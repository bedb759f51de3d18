//! SSE transport for chat runs.
//!
//! Each UI event becomes one `data: {json}` event; the stream is terminated
//! with `data: [DONE]` once the run closes its part stream. Dropping the
//! response body (client disconnect) drops the part stream, which cancels
//! the run.

use atelier_ai::{ChatRun, UiEvent};
use axum::response::sse::{Event, KeepAlive, Sse};
use axum::response::{IntoResponse, Response};
use futures::stream::{self, Stream, StreamExt};

/// Header announcing the UI message stream protocol version.
pub const UI_MESSAGE_STREAM_HEADER: &str = "x-vercel-ai-ui-message-stream";

const DONE: &str = "[DONE]";

/// Streams a started run to the client.
pub fn sse_response(run: ChatRun) -> Response {
    tracing::debug!(run_id = %run.id, model = %run.model.id, "streaming chat run");
    // The run task owns its own logging; the handle is not needed here.
    let ChatRun { stream, .. } = run;
    let sse = Sse::new(sse_events(stream)).keep_alive(KeepAlive::default());
    ([(UI_MESSAGE_STREAM_HEADER, "v1")], sse).into_response()
}

fn sse_events(
    events: impl Stream<Item = UiEvent> + Send + 'static,
) -> impl Stream<Item = Result<Event, axum::Error>> + Send + 'static {
    events
        .map(|event| Event::default().json_data(event))
        .chain(stream::once(async { Ok(Event::default().data(DONE)) }))
}
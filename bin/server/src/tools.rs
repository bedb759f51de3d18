//! Tools offered to the model by this application.

use async_trait::async_trait;
use atelier_conversation::{ToolDefinition, ToolError, ToolExecutor, ToolRegistry};
use chrono::Utc;
use serde_json::{Value as JsonValue, json};
use std::sync::Arc;
use std::time::Duration;

const CLOUD_RESOURCES: &str = "get_cloud_resources";

/// Builds the registry of application tools.
#[must_use]
pub fn application_tools(client: reqwest::Client, inventory_url: Option<String>) -> ToolRegistry {
    ToolRegistry::new().with_tool(Arc::new(CloudResourcesTool::new(client, inventory_url)))
}

/// Reads the cloud resource inventory from an external JSON endpoint.
///
/// The inventory is opaque: whatever JSON the endpoint returns is handed to
/// the model as-is, stamped with the time it was fetched.
#[derive(Debug, Clone)]
pub struct CloudResourcesTool {
    client: reqwest::Client,
    inventory_url: Option<String>,
    timeout: Duration,
}

impl CloudResourcesTool {
    #[must_use]
    pub fn new(client: reqwest::Client, inventory_url: Option<String>) -> Self {
        Self {
            client,
            inventory_url: inventory_url.filter(|url| !url.trim().is_empty()),
            timeout: Duration::from_secs(10),
        }
    }

    fn failed(reason: impl Into<String>) -> ToolError {
        ToolError::ExecutionFailed {
            name: CLOUD_RESOURCES.to_string(),
            reason: reason.into(),
        }
    }
}

#[async_trait]
impl ToolExecutor for CloudResourcesTool {
    fn definition(&self) -> ToolDefinition {
        ToolDefinition::new(
            CLOUD_RESOURCES,
            "List the cloud resources (buckets, instances, functions, databases) available \
             in the user's account. Use this before writing code that depends on them.",
        )
        .with_input_schema(json!({
            "type": "object",
            "properties": {
                "service": {
                    "type": "string",
                    "description": "Only return resources of this service, e.g. \"s3\" or \"lambda\"."
                }
            }
        }))
    }

    async fn execute(&self, input: JsonValue) -> Result<JsonValue, ToolError> {
        let Some(url) = &self.inventory_url else {
            return Err(Self::failed("cloud resource inventory is not configured"));
        };
        if !input.is_object() {
            return Err(ToolError::InvalidInput {
                name: CLOUD_RESOURCES.to_string(),
                reason: "expected a JSON object".to_string(),
            });
        }

        let mut request = self.client.get(url).timeout(self.timeout);
        if let Some(service) = input.get("service").and_then(JsonValue::as_str) {
            request = request.query(&[("service", service)]);
        }
        let response = request.send().await.map_err(|e| Self::failed(e.to_string()))?;
        let status = response.status();
        if !status.is_success() {
            return Err(Self::failed(format!("inventory returned HTTP {}", status.as_u16())));
        }
        let resources: JsonValue = response
            .json()
            .await
            .map_err(|e| Self::failed(format!("inventory is not JSON: {e}")))?;

        Ok(json!({
            "fetchedAt": Utc::now().to_rfc3339(),
            "resources": resources,
        }))
    }
}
■ ■ ■ ■ ■
# [WHAT YOU HAVE TO DO]
Look through the entries above and copy each line that has "service" in it.

# [OUTPUT BELOW]
                "service": {
                    "description": "Only return resources of this service, e.g. \"s3\" or \"lambda\"."
        if let Some(service) = input.get("service").and_then(JsonValue::as_str) {
            request = request.query(&[("service", service)]);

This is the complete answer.